The so called ‘Hottentots’ and Bushmen were written off by the newly arriving Europeans as Godless heathens and inveterate sinners. However, the same thing could be said for many of the Europeans who lived at the Cape in the early days of the colony.
Van Riebeeck himself warned his colleagues that those who "absent themselves from daily prayer ... attending very little to their religion …(are) warned henceforth to attend at the place appointed for the purpose, ... those remaining absent shall forfeit six days wine rations...".
In those days, the Company followed the Protestant Dutch Reformed Church of Holland, and the first minister, Johan van Arkel, arrived at the Cape in 1665, more than 10 years after the settlement was established. Roman Catholics and German Lutherans were not permitted to practise, and even the ideologically similar French Huguenots were initially restricted in their worship.
Over the next few decades, very few Khoikhoi or Bushmen were converted to the Christian cause. But this is not to say that the locals were without religion. They just weren’t particularly interested in what happened to their souls in the here-after. Instead, spiritual beliefs were organised around practical matters, such as the need for rain, healing of sickness, the fertility of crops, the plenitude of animals and general matters of day-to-day survival.
The Bushmen, for example, believed in a number of ‘gods’ with the creator/Kaggen being the supreme deity.
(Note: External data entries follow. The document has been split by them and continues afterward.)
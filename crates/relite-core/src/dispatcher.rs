#![forbid(unsafe_code)]

//! Shared handler registry behind every event type.
//!
//! The registry is the only shared mutable state in the crate. It lives in an
//! `Arc<Mutex<..>>` control block: the event owns the strong reference, every
//! [`Subscription`] it hands out owns a `Weak` one.
//!
//! # Invariants
//!
//! 1. Handler ids come from a per-registry counter and are never reused.
//! 2. The lock is held only for bookkeeping (insert, remove, snapshot), never
//!    while a handler runs.
//! 3. A handler closure removed from the map is dropped after the lock is
//!    released, so a handler that owns a [`ScopedSubscription`] to the same
//!    event can be torn down without re-entering a held lock.
//!
//! [`ScopedSubscription`]: crate::ScopedSubscription

use std::collections::BTreeMap;
use std::sync::{Arc, Mutex, MutexGuard, PoisonError, Weak};

use tracing::trace;

use crate::subscription::{Detach, Subscription};

/// Identifier of one registration inside one registry.
pub(crate) type HandlerId = u64;

struct Registry<H: ?Sized> {
    last_id: HandlerId,
    /// Ordered by id, so iteration follows registration order.
    handlers: BTreeMap<HandlerId, Arc<H>>,
}

type ControlBlock<H> = Mutex<Registry<H>>;

/// Handlers never run under the lock, so poisoning can only come from a
/// panic inside bookkeeping; the map is still consistent in that case.
fn lock<H: ?Sized>(block: &ControlBlock<H>) -> MutexGuard<'_, Registry<H>> {
    block.lock().unwrap_or_else(PoisonError::into_inner)
}

/// Registry handle owned by an event. `H` is the handler trait object.
pub(crate) struct Dispatcher<H: ?Sized> {
    block: Arc<ControlBlock<H>>,
}

impl<H: ?Sized + Send + Sync + 'static> Dispatcher<H> {
    pub(crate) fn new() -> Self {
        Self {
            block: Arc::new(Mutex::new(Registry {
                last_id: 0,
                handlers: BTreeMap::new(),
            })),
        }
    }

    /// Store `handler` under a fresh id and return its revocation handle.
    pub(crate) fn subscribe(&self, handler: Arc<H>) -> Subscription {
        let id = {
            let mut registry = lock(&self.block);
            registry.last_id += 1;
            let id = registry.last_id;
            registry.handlers.insert(id, handler);
            id
        };
        trace!(handler_id = id, "handler subscribed");
        Subscription::new(Box::new(RegistryHandle {
            block: Arc::downgrade(&self.block),
            id,
        }))
    }

    /// Copy of the current handler set, taken under the lock.
    pub(crate) fn snapshot(&self) -> Vec<Arc<H>> {
        lock(&self.block).handlers.values().cloned().collect()
    }

    pub(crate) fn len(&self) -> usize {
        lock(&self.block).handlers.len()
    }
}

/// Detach capability stored inside a [`Subscription`].
struct RegistryHandle<H: ?Sized> {
    block: Weak<ControlBlock<H>>,
    id: HandlerId,
}

impl<H: ?Sized + Send + Sync + 'static> Detach for RegistryHandle<H> {
    fn detach(&self) {
        let Some(block) = self.block.upgrade() else {
            trace!(handler_id = self.id, "detach skipped, event already dropped");
            return;
        };
        let removed = lock(&block).handlers.remove(&self.id);
        trace!(
            handler_id = self.id,
            removed = removed.is_some(),
            "handler detached"
        );
        // Dropped here, outside the lock.
        drop(removed);
    }

    fn is_attached(&self) -> bool {
        self.block
            .upgrade()
            .is_some_and(|block| lock(&block).handlers.contains_key(&self.id))
    }
}
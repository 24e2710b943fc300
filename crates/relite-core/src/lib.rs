#![forbid(unsafe_code)]

//! Core: multicast events and revocable subscriptions.
//!
//! # Role in relite
//! `relite-core` is the dispatch layer. Properties, observable objects and
//! observable collections in the `relite` crate raise all of their
//! notifications through the types defined here.
//!
//! # Primary responsibilities
//! - **Event / SenderEvent**: typed multicast dispatch with
//!   snapshot-before-invoke semantics.
//! - **Subscription**: type-erased, revocable handle that survives its event.
//! - **ScopedSubscription**: RAII guard that revokes on drop.
//!
//! # Concurrency
//! Registry bookkeeping (subscribe, unsubscribe, snapshot) is serialized by a
//! mutex that is never held while a handler runs. Events are `Send + Sync`;
//! handlers must be as well.

mod dispatcher;
pub mod event;
pub mod subscription;

pub use event::{Event, Handler, SenderEvent, SenderHandler};
pub use subscription::{Detach, ScopedSubscription, Subscription};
The Khoikhoi, for their part, worshipped Tsui//Goab, the supreme God, who was offset against/Guanab, the god of evil.
For both groups, the ancestors (spirits of deceased relatives) provided a link between the living and the gods (who were often depicted as half-human and half-animal). Shamanistic rituals, trance dances and hallucinogenic plants were a recurring feature of their religious practises.
The first exploratory missionary trip through Namaqualand was thus made by Christian Albrecht in 1805. Later that same year, he and his brother Abraham established a mission among the Great Namaqua at Warmbad (in present-day Namibia), assisted by J. Seidenfaden.
In 1811, however, Abraham died from tuberculosis, and the mission was sacked by the boisterous chief Jager Afrikaner. The faithful then fled south into the eastern reaches of Namaqualand, on the western border of what is now known as Bushmanland. Here, they determinedly opened a new mission at Pella (near the modern village of Pofadder).
The LMS and other ‘Lutherans’ continued to make in-roads throughout Namaqualand. In 1813, the Rev. John Campbell called at Pella, and a German missionary, Christopher Sass, opened a mission at Silwerfontein. In 1815 the Rev J.H. Schmelen established the Bethanien mission in Namibia.
In 1816, Rev Barnabas Shaw was invited to set up a Wesleyan mission at Leliefontein, on a farm which had been given to the indigenous people by Governor Ryk Tulbagh in the mid-1700s. This was done at the behest of Chief Haaimaap, otherwise known as Jantje Wildschut (Johnny Wildshot). In 1818, Rev. Schlemen travelled to Kookfontein (also known as Kokfontein or Besondermied) and established a mission station there, naming it Steinkopf in honour of his mentor and teacher in London. He also founded a mission at Kommagas.
Soon, the Rhenish Mission Society got in on the act and, in 1830, one of their inspectors, Dr E. Richter, visited the far north-west of Namaqualand to inspect this remote region. A mission station was subsequently established at Kuboes in the mid-1800s as a ‘sub-station’ of the Steinkopf mission.
The population at Kuboes was a mixture of Nama and Bastaards, and the entire region came to be known as the Richtersveld in honour of the good doctor’s visit. In 1852, the Rhenish Church (meaning from the Rhine River) also established the Concordia mission, very close to Springbok.